▶ **About this exercise**
Give back exactly the lines of the data below, starting with the line that has "pub struct RetryConfig" and going on through the line that has "self.max_retries = max_retries;".

▶ **Material for this task**
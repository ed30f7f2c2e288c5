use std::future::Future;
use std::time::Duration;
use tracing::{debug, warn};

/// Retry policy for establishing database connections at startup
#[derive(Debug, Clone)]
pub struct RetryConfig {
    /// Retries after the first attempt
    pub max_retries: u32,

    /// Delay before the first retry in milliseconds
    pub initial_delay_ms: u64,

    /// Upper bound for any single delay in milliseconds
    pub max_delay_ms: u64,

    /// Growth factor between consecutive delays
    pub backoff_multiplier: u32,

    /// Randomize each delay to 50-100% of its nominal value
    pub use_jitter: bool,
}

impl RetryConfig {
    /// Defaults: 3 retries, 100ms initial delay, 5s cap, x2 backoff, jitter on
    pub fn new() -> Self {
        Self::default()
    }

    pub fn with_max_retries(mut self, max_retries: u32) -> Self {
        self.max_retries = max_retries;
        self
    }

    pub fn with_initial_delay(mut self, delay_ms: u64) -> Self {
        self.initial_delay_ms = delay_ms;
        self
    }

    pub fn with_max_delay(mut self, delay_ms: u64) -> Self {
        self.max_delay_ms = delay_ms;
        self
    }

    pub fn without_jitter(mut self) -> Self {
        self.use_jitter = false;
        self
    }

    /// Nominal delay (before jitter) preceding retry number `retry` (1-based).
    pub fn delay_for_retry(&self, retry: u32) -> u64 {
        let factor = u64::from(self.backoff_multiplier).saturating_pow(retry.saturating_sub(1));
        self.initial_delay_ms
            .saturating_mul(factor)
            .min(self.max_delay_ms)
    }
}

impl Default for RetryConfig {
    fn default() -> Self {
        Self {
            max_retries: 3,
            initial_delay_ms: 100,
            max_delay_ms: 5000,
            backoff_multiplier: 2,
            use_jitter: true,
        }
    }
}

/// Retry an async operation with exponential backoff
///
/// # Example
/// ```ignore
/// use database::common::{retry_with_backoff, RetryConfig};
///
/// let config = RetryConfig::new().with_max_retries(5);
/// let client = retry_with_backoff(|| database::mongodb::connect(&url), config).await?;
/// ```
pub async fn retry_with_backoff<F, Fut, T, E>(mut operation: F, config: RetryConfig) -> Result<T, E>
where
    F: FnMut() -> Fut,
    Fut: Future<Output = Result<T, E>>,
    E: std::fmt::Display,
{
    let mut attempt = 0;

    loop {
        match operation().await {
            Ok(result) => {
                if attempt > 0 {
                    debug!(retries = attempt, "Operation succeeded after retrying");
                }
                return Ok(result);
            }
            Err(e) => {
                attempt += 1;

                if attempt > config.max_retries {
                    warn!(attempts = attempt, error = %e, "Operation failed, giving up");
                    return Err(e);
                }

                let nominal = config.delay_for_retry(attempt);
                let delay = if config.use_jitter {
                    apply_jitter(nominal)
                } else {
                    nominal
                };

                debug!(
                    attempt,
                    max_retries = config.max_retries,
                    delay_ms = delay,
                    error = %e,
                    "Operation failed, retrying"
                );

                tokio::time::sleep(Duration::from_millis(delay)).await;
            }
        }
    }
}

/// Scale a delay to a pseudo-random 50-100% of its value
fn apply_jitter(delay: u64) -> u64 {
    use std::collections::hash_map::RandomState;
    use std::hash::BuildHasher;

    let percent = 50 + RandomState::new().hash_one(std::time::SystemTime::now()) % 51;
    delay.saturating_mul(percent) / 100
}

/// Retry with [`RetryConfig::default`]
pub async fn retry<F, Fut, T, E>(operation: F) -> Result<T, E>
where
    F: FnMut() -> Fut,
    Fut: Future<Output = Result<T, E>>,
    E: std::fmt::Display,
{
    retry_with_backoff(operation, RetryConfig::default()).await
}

▶ **Finished task**
pub struct RetryConfig {
    /// Retries after the first attempt
    pub max_retries: u32,

    /// Delay before the first retry in milliseconds
    pub initial_delay_ms: u64,

    /// Upper bound for any single delay in milliseconds
    pub max_delay_ms: u64,

    /// Growth factor between consecutive delays
    pub backoff_multiplier: u32,

    /// Randomize each delay to 50-100% of its nominal value
    pub use_jitter: bool,
}

impl RetryConfig {
    /// Defaults: 3 retries, 100ms initial delay, 5s cap, x2 backoff, jitter on
    pub fn new() -> Self {
        Self::default()
    }

    pub fn with_max_retries(mut self, max_retries: u32) -> Self {
        self.max_retries = max_retries;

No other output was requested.